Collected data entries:
------------------------------------------------
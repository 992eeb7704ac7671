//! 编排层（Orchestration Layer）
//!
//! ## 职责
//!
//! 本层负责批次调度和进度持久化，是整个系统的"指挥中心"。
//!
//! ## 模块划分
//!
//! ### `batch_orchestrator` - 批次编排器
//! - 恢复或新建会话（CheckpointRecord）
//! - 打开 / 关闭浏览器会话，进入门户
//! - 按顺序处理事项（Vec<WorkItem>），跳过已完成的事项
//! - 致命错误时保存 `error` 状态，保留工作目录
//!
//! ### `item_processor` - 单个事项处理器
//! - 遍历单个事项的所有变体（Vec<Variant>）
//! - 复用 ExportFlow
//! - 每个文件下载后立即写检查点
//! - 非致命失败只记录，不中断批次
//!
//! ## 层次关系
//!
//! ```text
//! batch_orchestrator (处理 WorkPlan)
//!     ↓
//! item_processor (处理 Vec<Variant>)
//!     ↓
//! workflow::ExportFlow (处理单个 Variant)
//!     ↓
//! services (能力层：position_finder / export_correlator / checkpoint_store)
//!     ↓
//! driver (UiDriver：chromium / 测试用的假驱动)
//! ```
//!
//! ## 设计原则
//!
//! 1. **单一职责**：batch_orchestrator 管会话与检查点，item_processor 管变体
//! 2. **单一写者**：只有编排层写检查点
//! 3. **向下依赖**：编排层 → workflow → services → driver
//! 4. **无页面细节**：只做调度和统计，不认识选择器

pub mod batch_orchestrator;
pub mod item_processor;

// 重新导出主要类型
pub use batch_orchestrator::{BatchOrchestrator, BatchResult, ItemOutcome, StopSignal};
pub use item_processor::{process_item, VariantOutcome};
------------------------------------------------
### ACTION ITEM
Copy all lines above where "ExportFlow" is present.

### EXERCISE RESULT
//! - 复用 ExportFlow
//! workflow::ExportFlow (处理单个 Variant)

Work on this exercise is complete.